None of this is to suggest that longer average periods of parental support don’t exert effects on emotional development and conditions in the wider culture. On a psychological level, it remains to be seen how a longer period of dependency will affect these 20-somethings. I think there is a tendency to assume that this is a bad thing, but as you suggest, this state of affairs isn’t entirely out of line with neurological maturation. Putting a positive spin on it, maybe it’s good to have minimal stress to make the most of neural plasticity, though I suppose it can’t be said that going to the beach, drinking and club-hopping are activities that make the most of brain plasticity.

Still, if we look historically at increasing age of launching to independence, it isn’t at all clear that increasing age to launching has been a bad thing. Like many trends, I’m sure there is both bad news and good news associated with delayed launching. I would also assume that there is some unknown age-tipping-point at which bad effects outweigh good effects, a sort of Laffer Curve of mind.

And on an entirely different note, has wide availability of birth control also encouraged delay to marriage and parenthood, decreasing the urgency to establish oneself economically?

Dr X said...
This comment has been removed by a blog administrator.
Novalis said...

X, all excellent points, and I agree that the jury is still out on whether it is in sum a positive or negative development.

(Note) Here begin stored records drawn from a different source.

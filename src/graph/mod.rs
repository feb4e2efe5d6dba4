//! Program graph: terms, branches and the operations that build them.
//!
//! Terms and branches live in arenas owned by the [`crate::World`] and refer to
//! one another by id. Construction keeps the `inputs`/`users` back-references
//! consistent; [`invariants::check_invariants`] verifies that in tests.

mod arena;
mod branch;
pub mod building;
mod ids;
pub mod invariants;
pub mod iterator;
pub mod lookup;
pub mod printer;
mod term;

pub use arena::{Arena, Slot};
pub use branch::Branch;
pub use ids::{BranchId, TermId};
pub use iterator::BranchIterator;
pub use term::{DERIVED_TRAINABLE, IDENTIFIER, TRAINABLE, Term};
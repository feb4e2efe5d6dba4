use crate::{
    error::Result,
    runtime::{call::Call, value::TaggedValue},
};

use super::helpers::display_text;

pub(super) fn builtin_to_string(call: &mut Call<'_>) -> Result<TaggedValue> {
    let value = call.input(0)?;
    Ok(TaggedValue::string(call.types().to_string(value)))
}

pub(super) fn builtin_concat(call: &mut Call<'_>) -> Result<TaggedValue> {
    let mut out = String::new();
    for value in call.inputs() {
        out.push_str(&display_text(call, value));
    }
    Ok(TaggedValue::string(out))
}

Like most things I guess, it is over-determined: the need for ever more education for even a decent job, the availability of birth control and abortion, and simply evolving expectations (the new normal).

I don't remember whether the piece mentioned it or not, but it occurs to me that middle-aged parents are not only wealthier than most previous generations; 50- or 60-somethings today are also on average healthier and more vigorous than their counterparts in the past, which better accomodates the adult child at home. Our longer and (relatively) healthier lifespans stretch out all phases of development (except, significantly perhaps, true childhood, which seems to be yielding to adolescence sooner).